I hope this gives me a place and a format to take some new demons for a walk – younger, more eager, so there are more of them in a tangle of leashes pulling me on. My older, bigger demons are still here, but they’re more tame, maybe just by the familiarity of them, as the body can grow accustomed to physical pain until the mind reroutes, ignores most days, so old traumas. Your mind just begins to either work around them, or accept them. As I embrace my shadow self, and accept all of myself, and know true peace, there are new challenges, new things to learn, new ways to grow and I need a new character, a new world to do that in. I think I have it, and if I do, then I’ll know what drives me from the very first page, I’ll know what demons are nipping and playing at my feet. I’ll still play with Anita and company, because those are some major demons and if I don’t take them out for a run periodically my head grows dark and my life with it.
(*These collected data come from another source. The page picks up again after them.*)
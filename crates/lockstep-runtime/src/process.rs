use crate::RuntimeError;
use lockstep_schema::Platform;
use std::io::Read;
use std::process::{Child, Command, ExitStatus, Stdio};
use std::thread::{self, JoinHandle};
use std::time::{Duration, Instant};
use tracing::{debug, warn};

const POLL_INTERVAL: Duration = Duration::from_millis(50);

fn never_cancelled() -> bool {
    false
}

static NEVER: fn() -> bool = never_cancelled;

/// Timeout and cancellation applied to every solver process.
#[derive(Clone, Copy)]
pub struct SolveControl<'a> {
    pub timeout: Option<Duration>,
    cancelled: &'a (dyn Fn() -> bool + Sync),
}

impl<'a> SolveControl<'a> {
    pub fn new(timeout: Option<Duration>, cancelled: &'a (dyn Fn() -> bool + Sync)) -> Self {
        Self { timeout, cancelled }
    }

    pub fn is_cancelled(&self) -> bool {
        (self.cancelled)()
    }
}

impl SolveControl<'static> {
    /// No timeout, never cancelled.
    pub fn unbounded() -> Self {
        Self {
            timeout: None,
            cancelled: &NEVER,
        }
    }
}

impl std::fmt::Debug for SolveControl<'_> {
    fn fmt(&self, f: &mut std::fmt::Formatter<'_>) -> std::fmt::Result {
        f.debug_struct("SolveControl")
            .field("timeout", &self.timeout)
            .finish_non_exhaustive()
    }
}

fn program_name(cmd: &Command) -> String {
    cmd.get_program().to_string_lossy().into_owned()
}

fn spawn_error(cmd: &Command, e: std::io::Error) -> RuntimeError {
    if e.kind() == std::io::ErrorKind::NotFound {
        RuntimeError::ToolNotFound(program_name(cmd))
    } else {
        RuntimeError::Io(e)
    }
}

fn drain(mut reader: impl Read + Send + 'static) -> JoinHandle<String> {
    thread::spawn(move || {
        let mut buf = Vec::new();
        let _ = reader.read_to_end(&mut buf);
        String::from_utf8_lossy(&buf).into_owned()
    })
}

fn collect(handle: Option<JoinHandle<String>>) -> String {
    handle
        .and_then(|h| h.join().ok())
        .unwrap_or_default()
}

fn kill(child: &mut Child) {
    if let Err(e) = child.kill() {
        warn!("failed to kill solver process {}: {e}", child.id());
    }
    let _ = child.wait();
}

/// The parts of a running process the poll loop drives.
trait Polled {
    fn poll(&mut self) -> std::io::Result<Option<ExitStatus>>;
    fn terminate(&mut self);
}

impl Polled for Child {
    fn poll(&mut self) -> std::io::Result<Option<ExitStatus>> {
        self.try_wait()
    }

    fn terminate(&mut self) {
        kill(self);
    }
}

/// Poll until exit. Every early return kills and reaps the process first.
fn wait_polled(
    child: &mut impl Polled,
    platform: &Platform,
    control: &SolveControl<'_>,
) -> Result<ExitStatus, RuntimeError> {
    let started = Instant::now();
    loop {
        match child.poll() {
            Ok(Some(status)) => return Ok(status),
            Ok(None) => {}
            Err(e) => {
                child.terminate();
                return Err(RuntimeError::Io(e));
            }
        }
        if control.is_cancelled() {
            child.terminate();
            return Err(RuntimeError::Cancelled(platform.clone()));
        }
        if let Some(limit) = control.timeout {
            if started.elapsed() >= limit {
                child.terminate();
                return Err(RuntimeError::SolverTimedOut {
                    platform: platform.clone(),
                    secs: limit.as_secs(),
                });
            }
        }
        thread::sleep(POLL_INTERVAL);
    }
}

/// Run one platform's solver process to completion under `control`.
///
/// The child is polled so it can be killed on timeout or cancellation. Output is
/// drained on helper threads to keep the pipes from filling.
pub fn supervise(
    mut cmd: Command,
    platform: &Platform,
    control: &SolveControl<'_>,
) -> Result<(), RuntimeError> {
    cmd.stdin(Stdio::null())
        .stdout(Stdio::piped())
        .stderr(Stdio::piped());
    debug!("[{platform}] spawning {:?}", cmd);
    let mut child = cmd.spawn().map_err(|e| spawn_error(&cmd, e))?;
    let stdout = child.stdout.take().map(drain);
    let stderr = child.stderr.take().map(drain);

    let started = Instant::now();
    let status = wait_polled(&mut child, platform, control)?;

    let out = collect(stdout);
    let err = collect(stderr);
    debug!(
        "[{platform}] solver exited with {status} after {:.1}s",
        started.elapsed().as_secs_f64()
    );
    if !out.trim().is_empty() {
        debug!("[{platform}] solver output:\n{}", out.trim_end());
    }

    if status.success() {
        Ok(())
    } else {
        Err(RuntimeError::SolverInvocationFailed {
            platform: platform.clone(),
            code: status.code(),
            stderr: err.trim().to_owned(),
        })
    }
}

/// Run a command with inherited stdio and return its exit status as is.
pub fn run_status(mut cmd: Command) -> Result<ExitStatus, RuntimeError> {
    debug!("running {:?}", cmd);
    cmd.status().map_err(|e| spawn_error(&cmd, e))
}

/// Run an external tool with inherited stdio; non-zero exit is an error.
pub fn run_tool(cmd: Command) -> Result<(), RuntimeError> {
    let tool = program_name(&cmd);
    let status = run_status(cmd)?;
    if status.success() {
        Ok(())
    } else {
        Err(RuntimeError::ToolFailed {
            tool,
            code: status.code(),
        })
    }
}

#[cfg(all(test, unix))]
mod tests {
    use super::*;
    use std::sync::atomic::{AtomicBool, Ordering};

    fn sh(script: &str) -> Command {
        let mut cmd = Command::new("sh");
        cmd.args(["-c", script]);
        cmd
    }

    #[test]
    fn success_is_ok() {
        let p = Platform::new("linux-64");
        supervise(sh("echo solved"), &p, &SolveControl::unbounded()).unwrap();
    }

    #[test]
    fn failure_carries_code_and_stderr() {
        let p = Platform::new("osx-64");
        let err = supervise(sh("echo boom >&2; exit 3"), &p, &SolveControl::unbounded())
            .unwrap_err();
        match err {
            RuntimeError::SolverInvocationFailed {
                platform,
                code,
                stderr,
            } => {
                assert_eq!(platform, "osx-64");
                assert_eq!(code, Some(3));
                assert_eq!(stderr, "boom");
            }
            other => panic!("unexpected error: {other}"),
        }
    }

    #[test]
    fn timeout_kills_the_process() {
        let p = Platform::new("win-64");
        let started = Instant::now();
        let err = supervise(
            sh("sleep 30"),
            &p,
            &SolveControl {
                timeout: Some(Duration::from_millis(200)),
                cancelled: &NEVER,
            },
        )
        .unwrap_err();
        assert!(matches!(err, RuntimeError::SolverTimedOut { .. }));
        assert!(started.elapsed() < Duration::from_secs(10));
    }

    #[test]
    fn cancellation_kills_the_process() {
        static FLAG: AtomicBool = AtomicBool::new(true);
        let cancelled = || FLAG.load(Ordering::SeqCst);
        let control = SolveControl::new(None, &cancelled);
        let err = supervise(sh("sleep 30"), &Platform::new("linux-64"), &control).unwrap_err();
        assert!(matches!(err, RuntimeError::Cancelled(_)));
    }

    #[test]
    fn poll_error_terminates_the_process() {
        struct Unpollable {
            terminated: bool,
        }
        impl Polled for Unpollable {
            fn poll(&mut self) -> std::io::Result<Option<ExitStatus>> {
                Err(std::io::Error::other("wait failed"))
            }
            fn terminate(&mut self) {
                self.terminated = true;
            }
        }

        let mut child = Unpollable { terminated: false };
        let err = wait_polled(&mut child, &Platform::new("linux-64"), &SolveControl::unbounded())
            .unwrap_err();
        assert!(matches!(err, RuntimeError::Io(_)));
        assert!(child.terminated);
    }

    #[test]
    fn missing_program_is_tool_not_found() {
        let err = run_tool(Command::new("lockstep-definitely-missing-binary")).unwrap_err();
        assert!(matches!(err, RuntimeError::ToolNotFound(_)));
    }

    #[test]
    fn run_status_passes_the_exit_code_through() {
        assert_eq!(run_status(sh("exit 7")).unwrap().code(), Some(7));
        assert!(run_status(sh("true")).unwrap().success());
    }

    #[test]
    fn tool_failure_reports_code() {
        let err = run_tool(sh("exit 4")).unwrap_err();
        assert!(matches!(err, RuntimeError::ToolFailed { code: Some(4), .. }));
    }
}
But they’re big dogs, and they run on a lose leash at my side, not ahead of me, but beside me, my companions, part of me always and forever, I think, at least this lifetime. I’ve made peace with some pretty ugly things inside myself and in my life, and it’s okay, in fact, it’s good. Time to scare up some younger pups, a different breed, one I’m not familiar with, and have no idea how to tame. Time to learn all over again how to run the obstacle course with a new pack of demons nipping at my heels. Time to exercise them and me, until in a few months, or years, they’ll run at my side, too.